De druimes et de train

juliette-cortese

Je suis ordinairement considérée comme une belle femme. Quand je croise une homme dans une rue quelconque, je ne mens pas si je dis que je m'attends à voir ses vertèbres cervicales tourner les unes sur les autres pour que toute sa tête puisse suivre l'objet que ses yeux désirent voir, et que cela se produit, le plus souvent. Ce phénomène ne provoque rien de plus en moi que la pluie qui tombe. Si j'avais dit le soleil, vous auriez pensé « elle aime bien ça » avec une condescendance un peu envieuse. Alors je dis la pluie : comme ça, pas d'envie, pas de condescendance. Juste l'idée que je me fais de ce regard. Ni suave ni dérangeant, ni accablant, ni même exaspérant. Juste terne, comme un trottoir qui commence à sécher.

Parfois, je suis dans la vie, et parfois je n'y suis pas. Mon analyste me dit de vivre au présent, mais je ne vois pas de quoi il veut parler. On ne peut pas vivre au passé ou à l'avenir. Trinquer, peut-être. Vivre, non.

Parfois je suis si loin, si profondément loin que ne parviens pas à rester accrochée aux wagons prestes du réel. Ce train-là roule trop vite pour moi. Alors je saute en marche, je m'assois sur le bord, à côté de la voie, et le laisse passer. Comme une vache, je rumine, et je regarde. Mon imaginaire me tient lieu d'herbe. Je broute de grands morceaux de rêve, et j'examine le vide avec patience. Ensuite, quand la porte du wagon de queue disparait dans une brève nuée de brume, je reste là, posée sur le ballast. Il y a de la tourmente, après le passage d'un train : le bruit des roues sur le métal des rails, le vent vif qui s'engouffre derrière le convoi, puis toutes ces sensations qui s'évanouissent ensemble, laissant place à un drôle de silence. Mais je ne pleure pas. C'est bon d'être enfin seule, livrée à moi-même, fuyarde et abandonnée.

En hiver, je sors de temps en temps sans mes apparats habituels. J'enfile un jean trop large, je ne me maquille pas mais j'attache mes cheveux. Je vais dans les mêmes endroits, croise les mêmes hommes, mais bien moins réagissent, leur cervicales se tiennent tranquilles. C'est comme si j'étais là incognito, fausse star bêtement affublée d'une paire de lunettes de soleil. En rentrant chez moi, je me demande à quel moment j'usurpe : belle ou naturelle ? Peu importe, puisque les hommes sont idiots et qu'ils ont autant de discernement que les cochons d'Inde.

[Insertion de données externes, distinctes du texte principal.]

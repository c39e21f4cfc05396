//! JPEG compressor - re-encodes source images at a fixed quality
//!
//! Decoding and encoding are CPU bound, so the async entry point runs them
//! on the blocking pool.

use crate::error::{AppError, Result};
use bytes::Bytes;
use image::{DynamicImage, GenericImageView, ImageOutputFormat};
use std::io::Cursor;
use std::sync::Arc;
use tracing::debug;

/// Default JPEG quality factor
pub const DEFAULT_JPEG_QUALITY: u8 = 75;

/// JPEG compressor
#[derive(Debug, Clone)]
pub struct JpegCompressor {
    quality: u8,
}

impl Default for JpegCompressor {
    fn default() -> Self {
        Self::new(DEFAULT_JPEG_QUALITY)
    }
}

impl JpegCompressor {
    /// Quality is clamped to 1..=100
    pub fn new(quality: u8) -> Self {
        Self {
            quality: quality.clamp(1, 100),
        }
    }

    pub fn quality(&self) -> u8 {
        self.quality
    }

    /// Decode any supported format and re-encode as JPEG (blocking)
    ///
    /// **Note:** Call `compress_async` from async code.
    pub fn compress(&self, original: &[u8]) -> Result<Bytes> {
        let img = image::load_from_memory(original)
            .map_err(|e| AppError::Internal(format!("Failed to decode image: {e}")))?;

        let (width, height) = img.dimensions();

        // JPEG has no alpha channel
        let rgb = DynamicImage::ImageRgb8(img.to_rgb8());

        let mut buf = Vec::new();
        rgb.write_to(&mut Cursor::new(&mut buf), ImageOutputFormat::Jpeg(self.quality))
            .map_err(|e| AppError::Internal(format!("Failed to encode JPEG: {e}")))?;

        debug!(
            width,
            height,
            original_size = original.len(),
            compressed_size = buf.len(),
            "Image compressed"
        );

        Ok(Bytes::from(buf))
    }

    /// Compress on a blocking thread
    pub async fn compress_async(self: Arc<Self>, original: Bytes) -> Result<Bytes> {
        tokio::task::spawn_blocking(move || self.compress(&original))
            .await
            .map_err(|e| AppError::Internal(format!("Compression task panicked: {e}")))?
    }
}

Pourtant, je suis mariée. Certaines fois, même, je travaille, mais ce n'est pas très utile, et je n'ai pas de vie à gagner. Il l'a déjà gagnée, ma vie. Malgré tout, je crois que je l'aime. Il a quelque chose de très profond qui m'attache. Comme si la chèvre de M. Seguin avait hésité à partir, et finalement préféré la sécurité du clos à l'herbe goûteuse des montagnes. Alors je suis restée. Et pour prendre la fuite, j'ai toujours le ballast.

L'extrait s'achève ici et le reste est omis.